Imagine you’re working late on a Friday night, and suddenly you begin to receive texts telling you that there’s a party happening on the other side of town and it’s great, and you need to come. You ignore the messages because you can’t finish work. Eventually though, you finish and head to this party. However, it’s late and everyone has left. The party is exactly the same: the same decorations are up; the same music is playing, and the same drinks are available to you as were available to your friends. But your friends aren’t there. You may try to drink and dance, but alas, with no one around, there’s not much enjoyment to be had from that.

The evening after seeing Joker, I sat on the roof of my house in the small Spanish town that had become my temporary home. I sat watching the sunset with a drink in my hand. I was more than 1000 miles from Bristol and it was 8pm - 7pm for my friends back home. I was sipping my beer and listening to music in my headphones, when the realisation came to me: there I was, sitting, drinking and listening to music, while my friends were probably doing the exact same thing. Yet, the two activities were as far from each other as possible because I was alone, and they were not.

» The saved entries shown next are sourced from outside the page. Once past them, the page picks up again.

//! Built-in capability reporting the current date and time.

use chrono::Local;
use schemars::JsonSchema;
use serde::{Deserialize, Serialize};

use parlor_types::tool::ToolError;

use super::Tool;

/// Arguments for [`CurrentTimeTool`].
#[derive(Debug, Default, Deserialize, JsonSchema)]
pub struct CurrentTimeArgs {
    /// Which part to report. Defaults to both date and time.
    #[serde(default)]
    pub part: TimePart,
}

/// Selector for the portion of the timestamp to report.
#[derive(Debug, Clone, Copy, Default, PartialEq, Eq, Deserialize, JsonSchema)]
#[serde(rename_all = "lowercase")]
pub enum TimePart {
    #[default]
    Both,
    Date,
    Time,
}

/// Capability output: the formatted local timestamp.
#[derive(Debug, Serialize)]
pub struct CurrentTimeOutput {
    pub now: String,
}

/// Reports the current local date and/or time.
///
/// The remote model invokes this autonomously when a question needs the
/// wall clock ("what day is it?", "how late is it?").
#[derive(Default)]
pub struct CurrentTimeTool;

impl CurrentTimeTool {
    pub fn new() -> Self {
        Self
    }

    fn format(part: TimePart, now: chrono::DateTime<Local>) -> String {
        match part {
            TimePart::Date => now.format("%A, %B %-d, %Y").to_string(),
            TimePart::Time => now.format("%H:%M:%S %Z").to_string(),
            TimePart::Both => now.format("%A, %B %-d, %Y %H:%M:%S %Z").to_string(),
        }
    }
}

impl Tool for CurrentTimeTool {
    const NAME: &'static str = "current_time";
    type Args = CurrentTimeArgs;
    type Output = CurrentTimeOutput;

    fn description(&self) -> &str {
        "Report the current local date and time"
    }

    async fn call(&self, args: CurrentTimeArgs) -> Result<CurrentTimeOutput, ToolError> {
        Ok(CurrentTimeOutput {
            now: Self::format(args.part, Local::now()),
        })
    }
}
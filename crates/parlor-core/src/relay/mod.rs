//! The interactive relay: transcript, streaming engine, and the
//! per-turn core.
//!
//! The engine owns request assembly and transparent capability
//! auto-invocation; the turn core owns fragment consumption, output
//! sinking, and the transcript invariant (exactly one assistant turn per
//! user turn sent, even on mid-stream failure). The terminal loop in
//! parlor-cli is a thin driver around [`turn::run_turn`].

pub mod engine;
pub mod transcript;
pub mod turn;

pub use engine::{EngineOptions, RelayEngine};
pub use transcript::Transcript;
pub use turn::{OutputSink, TurnOutcome, is_exit_sentinel, run_turn};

Cinema-going, as I can experience it here in Spain, is an activity I don’t recognise or particularly enjoy. The cinemas here are frauds; they look right and promise the enjoyment I’ve felt so many times before, but they do not deliver it. Like all the other things that surround me here in Spain, all the cinema gives me is a reminder of just how far I am from home. So, with a resigned sigh, I removed any desire to visit the cinema from my head. It would only make me feel worse. It wasn’t the end of the love affair, I was sure we’d rekindle it in the future, but not any time soon. With that, I finished my beer, and made my way downstairs. Behind my back, the sun set, and with it my hopes of continuing my love affair with the cinema disappeared.